→ Instructions for the task
In the records that follow, locate every line with "crate" and extract it.

→ Source data
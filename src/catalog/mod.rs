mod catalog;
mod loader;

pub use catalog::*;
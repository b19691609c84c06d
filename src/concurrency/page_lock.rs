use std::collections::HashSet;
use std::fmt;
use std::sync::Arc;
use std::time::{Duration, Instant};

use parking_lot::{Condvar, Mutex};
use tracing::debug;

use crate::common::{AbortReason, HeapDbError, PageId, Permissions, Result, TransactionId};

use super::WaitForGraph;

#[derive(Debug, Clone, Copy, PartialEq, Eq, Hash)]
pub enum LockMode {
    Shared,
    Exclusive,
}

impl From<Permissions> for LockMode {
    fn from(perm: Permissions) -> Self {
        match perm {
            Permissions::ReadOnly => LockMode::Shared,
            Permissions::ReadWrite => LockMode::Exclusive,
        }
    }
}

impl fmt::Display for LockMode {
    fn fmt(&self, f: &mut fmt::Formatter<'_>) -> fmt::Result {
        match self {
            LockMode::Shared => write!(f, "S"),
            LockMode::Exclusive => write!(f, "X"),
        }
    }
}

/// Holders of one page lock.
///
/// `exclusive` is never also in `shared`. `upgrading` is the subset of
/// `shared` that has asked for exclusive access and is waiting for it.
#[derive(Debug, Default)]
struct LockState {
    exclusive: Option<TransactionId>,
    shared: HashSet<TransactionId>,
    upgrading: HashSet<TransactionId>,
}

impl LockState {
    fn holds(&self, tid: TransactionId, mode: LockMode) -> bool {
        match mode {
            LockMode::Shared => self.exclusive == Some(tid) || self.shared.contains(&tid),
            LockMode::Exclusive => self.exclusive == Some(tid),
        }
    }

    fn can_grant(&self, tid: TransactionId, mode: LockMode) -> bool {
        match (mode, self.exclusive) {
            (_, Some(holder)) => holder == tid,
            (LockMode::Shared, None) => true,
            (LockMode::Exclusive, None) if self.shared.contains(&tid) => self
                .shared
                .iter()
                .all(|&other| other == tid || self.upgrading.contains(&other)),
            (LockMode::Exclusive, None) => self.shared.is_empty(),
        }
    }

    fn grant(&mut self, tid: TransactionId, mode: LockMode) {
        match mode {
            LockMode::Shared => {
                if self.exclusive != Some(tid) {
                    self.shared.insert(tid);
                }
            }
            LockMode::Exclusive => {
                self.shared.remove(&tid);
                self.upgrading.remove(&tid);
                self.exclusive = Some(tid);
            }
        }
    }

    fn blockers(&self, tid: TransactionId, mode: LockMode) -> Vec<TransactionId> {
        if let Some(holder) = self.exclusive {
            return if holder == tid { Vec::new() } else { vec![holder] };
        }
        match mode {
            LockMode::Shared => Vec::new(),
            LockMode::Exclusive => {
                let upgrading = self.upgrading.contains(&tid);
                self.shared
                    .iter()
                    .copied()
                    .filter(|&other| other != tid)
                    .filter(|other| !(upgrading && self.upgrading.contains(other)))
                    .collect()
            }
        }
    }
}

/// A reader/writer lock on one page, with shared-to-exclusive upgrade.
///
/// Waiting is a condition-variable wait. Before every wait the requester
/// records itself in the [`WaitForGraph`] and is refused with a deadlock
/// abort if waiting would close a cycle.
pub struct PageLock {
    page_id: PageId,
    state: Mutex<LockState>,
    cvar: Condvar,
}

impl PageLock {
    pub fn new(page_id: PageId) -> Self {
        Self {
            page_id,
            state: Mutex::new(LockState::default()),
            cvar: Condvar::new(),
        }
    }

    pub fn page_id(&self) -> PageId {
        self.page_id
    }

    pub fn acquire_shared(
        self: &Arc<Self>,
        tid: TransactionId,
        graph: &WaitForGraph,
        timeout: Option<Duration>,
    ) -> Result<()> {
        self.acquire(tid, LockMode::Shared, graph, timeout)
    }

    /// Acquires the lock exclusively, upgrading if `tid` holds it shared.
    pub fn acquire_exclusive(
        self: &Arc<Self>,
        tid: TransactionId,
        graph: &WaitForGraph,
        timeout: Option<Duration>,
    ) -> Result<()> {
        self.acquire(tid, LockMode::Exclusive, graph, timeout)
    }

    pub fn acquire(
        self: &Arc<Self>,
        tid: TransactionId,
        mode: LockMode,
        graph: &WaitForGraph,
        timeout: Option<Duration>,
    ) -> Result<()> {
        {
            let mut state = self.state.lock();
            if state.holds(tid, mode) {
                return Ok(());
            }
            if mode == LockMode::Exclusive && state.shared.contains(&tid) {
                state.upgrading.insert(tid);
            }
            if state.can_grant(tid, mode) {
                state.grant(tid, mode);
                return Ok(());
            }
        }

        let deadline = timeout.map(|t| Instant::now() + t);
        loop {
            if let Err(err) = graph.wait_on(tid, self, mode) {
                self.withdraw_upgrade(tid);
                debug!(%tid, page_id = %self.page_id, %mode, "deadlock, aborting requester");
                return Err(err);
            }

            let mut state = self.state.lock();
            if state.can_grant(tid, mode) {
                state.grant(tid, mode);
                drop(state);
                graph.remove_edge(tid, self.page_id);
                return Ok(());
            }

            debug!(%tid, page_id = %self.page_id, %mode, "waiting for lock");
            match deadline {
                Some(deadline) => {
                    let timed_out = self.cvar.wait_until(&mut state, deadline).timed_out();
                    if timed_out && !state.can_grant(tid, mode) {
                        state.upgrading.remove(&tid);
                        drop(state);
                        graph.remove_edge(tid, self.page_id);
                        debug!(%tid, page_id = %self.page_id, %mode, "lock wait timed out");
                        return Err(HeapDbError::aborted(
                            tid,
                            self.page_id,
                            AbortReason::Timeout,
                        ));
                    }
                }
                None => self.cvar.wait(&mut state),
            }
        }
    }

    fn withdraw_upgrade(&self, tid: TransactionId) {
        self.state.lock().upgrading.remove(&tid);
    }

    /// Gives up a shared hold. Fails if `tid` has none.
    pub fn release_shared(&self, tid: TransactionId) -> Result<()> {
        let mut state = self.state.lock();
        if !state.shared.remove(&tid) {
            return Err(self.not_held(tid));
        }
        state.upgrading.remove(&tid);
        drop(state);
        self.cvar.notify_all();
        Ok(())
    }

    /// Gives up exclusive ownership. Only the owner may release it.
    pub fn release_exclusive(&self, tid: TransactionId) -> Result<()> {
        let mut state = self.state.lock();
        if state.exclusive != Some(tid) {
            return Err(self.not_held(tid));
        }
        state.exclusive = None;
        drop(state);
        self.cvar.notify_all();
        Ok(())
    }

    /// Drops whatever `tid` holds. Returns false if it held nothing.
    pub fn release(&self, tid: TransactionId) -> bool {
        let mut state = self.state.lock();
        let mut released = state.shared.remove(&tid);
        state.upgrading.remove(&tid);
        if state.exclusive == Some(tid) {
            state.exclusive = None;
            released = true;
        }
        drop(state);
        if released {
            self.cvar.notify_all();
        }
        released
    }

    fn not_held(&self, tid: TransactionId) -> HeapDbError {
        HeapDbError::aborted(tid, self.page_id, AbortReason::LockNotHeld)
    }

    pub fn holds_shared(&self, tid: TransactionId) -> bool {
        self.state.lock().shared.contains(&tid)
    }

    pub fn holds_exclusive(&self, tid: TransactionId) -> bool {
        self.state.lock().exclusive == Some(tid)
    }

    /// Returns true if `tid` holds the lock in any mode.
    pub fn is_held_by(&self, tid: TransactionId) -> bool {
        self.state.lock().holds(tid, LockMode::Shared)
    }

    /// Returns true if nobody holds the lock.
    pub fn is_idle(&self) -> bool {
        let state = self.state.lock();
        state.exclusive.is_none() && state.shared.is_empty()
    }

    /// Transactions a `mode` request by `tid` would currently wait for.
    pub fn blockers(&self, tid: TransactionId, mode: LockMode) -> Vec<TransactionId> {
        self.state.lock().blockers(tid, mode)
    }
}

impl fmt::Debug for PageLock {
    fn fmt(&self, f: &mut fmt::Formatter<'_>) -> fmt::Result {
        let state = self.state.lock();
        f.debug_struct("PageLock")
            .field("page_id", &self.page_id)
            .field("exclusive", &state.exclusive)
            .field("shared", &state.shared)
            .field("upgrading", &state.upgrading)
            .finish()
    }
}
...
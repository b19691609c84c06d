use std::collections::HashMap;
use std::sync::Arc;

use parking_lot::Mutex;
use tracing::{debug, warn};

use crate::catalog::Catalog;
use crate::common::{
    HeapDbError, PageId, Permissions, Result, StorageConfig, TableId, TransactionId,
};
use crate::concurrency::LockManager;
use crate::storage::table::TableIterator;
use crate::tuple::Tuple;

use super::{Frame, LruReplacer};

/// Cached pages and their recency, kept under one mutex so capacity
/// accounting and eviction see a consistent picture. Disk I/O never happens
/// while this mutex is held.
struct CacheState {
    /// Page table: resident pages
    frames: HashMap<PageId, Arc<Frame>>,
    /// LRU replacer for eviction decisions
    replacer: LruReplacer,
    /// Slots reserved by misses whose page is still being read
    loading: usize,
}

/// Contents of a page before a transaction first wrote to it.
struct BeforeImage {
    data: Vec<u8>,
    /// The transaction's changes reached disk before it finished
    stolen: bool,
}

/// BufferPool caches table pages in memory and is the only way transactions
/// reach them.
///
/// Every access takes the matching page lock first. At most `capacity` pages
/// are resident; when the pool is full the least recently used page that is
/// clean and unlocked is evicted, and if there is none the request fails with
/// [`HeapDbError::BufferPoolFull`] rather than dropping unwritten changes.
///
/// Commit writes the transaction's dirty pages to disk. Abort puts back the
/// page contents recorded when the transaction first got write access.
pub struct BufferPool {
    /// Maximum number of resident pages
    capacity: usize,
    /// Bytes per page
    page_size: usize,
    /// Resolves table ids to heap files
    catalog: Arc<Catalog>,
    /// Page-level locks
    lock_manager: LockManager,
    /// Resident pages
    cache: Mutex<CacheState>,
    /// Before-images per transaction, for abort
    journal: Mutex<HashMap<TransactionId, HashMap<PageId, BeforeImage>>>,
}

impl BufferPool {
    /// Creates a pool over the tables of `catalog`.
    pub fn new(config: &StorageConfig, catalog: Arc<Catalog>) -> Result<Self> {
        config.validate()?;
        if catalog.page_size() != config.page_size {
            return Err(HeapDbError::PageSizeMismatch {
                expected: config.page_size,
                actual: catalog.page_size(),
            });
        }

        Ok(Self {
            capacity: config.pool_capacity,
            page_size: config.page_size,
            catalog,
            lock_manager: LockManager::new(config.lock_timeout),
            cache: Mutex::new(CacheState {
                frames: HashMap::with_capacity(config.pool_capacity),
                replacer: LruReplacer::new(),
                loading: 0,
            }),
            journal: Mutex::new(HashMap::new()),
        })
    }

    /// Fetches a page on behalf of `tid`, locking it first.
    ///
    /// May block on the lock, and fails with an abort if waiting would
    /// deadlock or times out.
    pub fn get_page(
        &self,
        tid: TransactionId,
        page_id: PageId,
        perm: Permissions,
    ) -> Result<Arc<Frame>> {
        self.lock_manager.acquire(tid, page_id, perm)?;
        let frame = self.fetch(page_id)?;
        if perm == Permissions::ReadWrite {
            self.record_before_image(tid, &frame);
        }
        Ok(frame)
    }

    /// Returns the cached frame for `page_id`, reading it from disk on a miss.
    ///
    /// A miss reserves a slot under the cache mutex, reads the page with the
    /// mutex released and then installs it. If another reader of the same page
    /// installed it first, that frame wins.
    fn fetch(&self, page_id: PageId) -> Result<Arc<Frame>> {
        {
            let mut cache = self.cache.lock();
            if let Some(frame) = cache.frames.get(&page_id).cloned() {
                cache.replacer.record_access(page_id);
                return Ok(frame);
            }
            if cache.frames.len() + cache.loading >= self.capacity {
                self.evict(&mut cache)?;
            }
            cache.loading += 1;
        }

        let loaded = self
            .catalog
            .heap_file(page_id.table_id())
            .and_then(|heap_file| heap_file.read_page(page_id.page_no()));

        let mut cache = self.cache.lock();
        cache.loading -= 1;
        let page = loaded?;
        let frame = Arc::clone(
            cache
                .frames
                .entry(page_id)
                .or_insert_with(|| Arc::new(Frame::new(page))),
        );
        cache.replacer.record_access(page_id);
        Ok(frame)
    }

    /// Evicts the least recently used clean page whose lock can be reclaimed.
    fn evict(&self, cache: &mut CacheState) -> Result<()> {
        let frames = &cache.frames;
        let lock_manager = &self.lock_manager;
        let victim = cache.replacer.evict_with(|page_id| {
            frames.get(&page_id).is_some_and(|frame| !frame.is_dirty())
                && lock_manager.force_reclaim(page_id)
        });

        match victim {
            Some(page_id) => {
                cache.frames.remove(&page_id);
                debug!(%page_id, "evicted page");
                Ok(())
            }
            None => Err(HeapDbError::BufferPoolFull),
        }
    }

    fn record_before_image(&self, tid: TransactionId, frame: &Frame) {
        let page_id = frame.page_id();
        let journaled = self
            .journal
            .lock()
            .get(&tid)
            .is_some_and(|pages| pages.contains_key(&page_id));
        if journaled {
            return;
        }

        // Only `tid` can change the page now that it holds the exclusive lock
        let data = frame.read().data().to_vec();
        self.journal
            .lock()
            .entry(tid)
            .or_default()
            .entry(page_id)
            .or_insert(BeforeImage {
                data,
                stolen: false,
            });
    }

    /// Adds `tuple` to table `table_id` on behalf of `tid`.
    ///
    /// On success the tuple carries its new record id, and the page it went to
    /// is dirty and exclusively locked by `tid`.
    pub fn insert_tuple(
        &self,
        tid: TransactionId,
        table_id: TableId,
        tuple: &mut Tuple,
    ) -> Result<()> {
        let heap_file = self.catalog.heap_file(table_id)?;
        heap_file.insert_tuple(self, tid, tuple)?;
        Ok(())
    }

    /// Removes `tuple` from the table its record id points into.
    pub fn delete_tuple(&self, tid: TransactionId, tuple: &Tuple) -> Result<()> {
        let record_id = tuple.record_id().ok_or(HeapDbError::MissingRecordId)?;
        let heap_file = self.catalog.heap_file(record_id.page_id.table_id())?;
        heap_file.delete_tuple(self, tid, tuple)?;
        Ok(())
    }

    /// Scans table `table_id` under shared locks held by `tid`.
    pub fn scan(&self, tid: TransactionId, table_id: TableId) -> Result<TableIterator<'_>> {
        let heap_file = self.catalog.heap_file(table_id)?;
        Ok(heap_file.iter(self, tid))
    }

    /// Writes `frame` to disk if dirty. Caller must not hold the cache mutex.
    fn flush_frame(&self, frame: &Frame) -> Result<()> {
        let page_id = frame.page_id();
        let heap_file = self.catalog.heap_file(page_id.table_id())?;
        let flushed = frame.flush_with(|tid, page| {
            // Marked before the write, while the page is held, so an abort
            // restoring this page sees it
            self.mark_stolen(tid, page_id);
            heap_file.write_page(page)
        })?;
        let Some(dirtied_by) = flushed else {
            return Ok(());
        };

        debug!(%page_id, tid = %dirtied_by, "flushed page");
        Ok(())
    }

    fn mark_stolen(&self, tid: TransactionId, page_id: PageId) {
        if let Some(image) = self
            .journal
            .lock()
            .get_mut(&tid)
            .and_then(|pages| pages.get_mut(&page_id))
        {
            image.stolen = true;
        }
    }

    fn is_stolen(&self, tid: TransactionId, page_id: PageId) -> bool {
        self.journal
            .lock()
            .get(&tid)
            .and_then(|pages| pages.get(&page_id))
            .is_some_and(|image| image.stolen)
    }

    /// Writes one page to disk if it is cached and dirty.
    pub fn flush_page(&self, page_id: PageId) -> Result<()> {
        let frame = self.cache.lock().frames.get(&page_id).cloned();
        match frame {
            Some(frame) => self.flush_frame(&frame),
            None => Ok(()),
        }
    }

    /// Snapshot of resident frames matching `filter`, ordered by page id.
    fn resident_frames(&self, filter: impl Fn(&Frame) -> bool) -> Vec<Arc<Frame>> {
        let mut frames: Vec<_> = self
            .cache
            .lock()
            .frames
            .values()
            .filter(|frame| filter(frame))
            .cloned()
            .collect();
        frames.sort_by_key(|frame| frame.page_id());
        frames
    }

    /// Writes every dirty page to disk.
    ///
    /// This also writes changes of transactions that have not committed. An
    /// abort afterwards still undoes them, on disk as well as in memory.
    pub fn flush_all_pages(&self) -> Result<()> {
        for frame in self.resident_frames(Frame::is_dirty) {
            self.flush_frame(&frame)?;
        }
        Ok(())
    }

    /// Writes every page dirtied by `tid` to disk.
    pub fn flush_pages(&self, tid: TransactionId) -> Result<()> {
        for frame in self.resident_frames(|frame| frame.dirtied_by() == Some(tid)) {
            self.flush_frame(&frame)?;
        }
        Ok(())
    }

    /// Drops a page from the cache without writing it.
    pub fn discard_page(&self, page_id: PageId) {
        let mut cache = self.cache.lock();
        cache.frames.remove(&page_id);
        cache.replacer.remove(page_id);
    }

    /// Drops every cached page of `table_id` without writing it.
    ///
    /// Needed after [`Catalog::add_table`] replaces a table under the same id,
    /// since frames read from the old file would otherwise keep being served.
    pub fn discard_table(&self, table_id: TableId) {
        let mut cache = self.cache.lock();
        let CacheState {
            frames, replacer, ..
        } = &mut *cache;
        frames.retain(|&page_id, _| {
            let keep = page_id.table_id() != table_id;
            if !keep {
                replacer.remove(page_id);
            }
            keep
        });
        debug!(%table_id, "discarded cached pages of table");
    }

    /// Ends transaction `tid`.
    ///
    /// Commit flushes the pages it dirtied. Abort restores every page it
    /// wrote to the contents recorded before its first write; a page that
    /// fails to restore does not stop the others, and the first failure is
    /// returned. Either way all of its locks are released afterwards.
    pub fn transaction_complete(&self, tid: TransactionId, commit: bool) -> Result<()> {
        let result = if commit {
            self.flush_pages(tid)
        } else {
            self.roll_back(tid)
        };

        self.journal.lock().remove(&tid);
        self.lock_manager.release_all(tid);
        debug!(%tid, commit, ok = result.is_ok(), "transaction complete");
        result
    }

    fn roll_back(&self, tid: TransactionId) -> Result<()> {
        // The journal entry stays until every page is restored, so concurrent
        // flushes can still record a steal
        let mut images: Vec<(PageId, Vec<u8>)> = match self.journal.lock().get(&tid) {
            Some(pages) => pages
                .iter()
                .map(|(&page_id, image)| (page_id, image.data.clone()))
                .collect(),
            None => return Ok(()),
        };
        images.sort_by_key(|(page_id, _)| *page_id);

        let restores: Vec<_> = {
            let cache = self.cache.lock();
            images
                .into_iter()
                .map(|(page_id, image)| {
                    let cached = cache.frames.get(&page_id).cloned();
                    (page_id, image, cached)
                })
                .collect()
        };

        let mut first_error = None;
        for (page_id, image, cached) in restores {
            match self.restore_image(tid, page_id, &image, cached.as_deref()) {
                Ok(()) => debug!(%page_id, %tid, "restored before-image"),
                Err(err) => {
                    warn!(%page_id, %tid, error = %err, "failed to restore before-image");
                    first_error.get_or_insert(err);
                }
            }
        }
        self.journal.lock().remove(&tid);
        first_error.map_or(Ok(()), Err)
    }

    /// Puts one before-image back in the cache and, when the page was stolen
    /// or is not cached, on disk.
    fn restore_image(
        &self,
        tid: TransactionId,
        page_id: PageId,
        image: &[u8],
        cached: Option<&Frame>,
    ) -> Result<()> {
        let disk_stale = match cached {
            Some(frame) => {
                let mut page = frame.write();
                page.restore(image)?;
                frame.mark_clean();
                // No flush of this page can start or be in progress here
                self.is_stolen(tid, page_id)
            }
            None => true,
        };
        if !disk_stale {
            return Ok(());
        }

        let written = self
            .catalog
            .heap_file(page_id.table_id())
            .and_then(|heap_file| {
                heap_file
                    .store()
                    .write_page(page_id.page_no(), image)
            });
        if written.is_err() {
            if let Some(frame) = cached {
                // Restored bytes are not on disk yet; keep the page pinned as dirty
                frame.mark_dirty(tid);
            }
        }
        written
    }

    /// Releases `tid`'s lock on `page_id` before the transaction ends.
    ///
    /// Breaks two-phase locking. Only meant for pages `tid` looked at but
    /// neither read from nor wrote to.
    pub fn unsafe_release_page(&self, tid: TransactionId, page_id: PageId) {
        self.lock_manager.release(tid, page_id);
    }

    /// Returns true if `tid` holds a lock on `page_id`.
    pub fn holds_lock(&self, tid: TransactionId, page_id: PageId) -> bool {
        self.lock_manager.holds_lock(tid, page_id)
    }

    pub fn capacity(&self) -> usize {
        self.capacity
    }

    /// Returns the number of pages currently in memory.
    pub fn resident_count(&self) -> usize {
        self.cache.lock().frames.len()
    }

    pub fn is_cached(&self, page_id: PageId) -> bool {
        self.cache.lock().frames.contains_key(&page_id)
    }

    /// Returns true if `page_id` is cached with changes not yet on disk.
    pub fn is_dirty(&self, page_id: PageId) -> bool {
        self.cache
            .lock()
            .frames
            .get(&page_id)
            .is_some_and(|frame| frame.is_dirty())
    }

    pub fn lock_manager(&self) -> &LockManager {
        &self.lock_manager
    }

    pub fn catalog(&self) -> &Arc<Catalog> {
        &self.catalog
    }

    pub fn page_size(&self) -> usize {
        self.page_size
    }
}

→ Solution for this problem
use crate::common::{AbortReason, HeapDbError, PageId, Permissions, Result, TransactionId};
use crate::catalog::Catalog;
use crate::common::{
use crate::concurrency::LockManager;
use crate::storage::table::TableIterator;
use crate::tuple::Tuple;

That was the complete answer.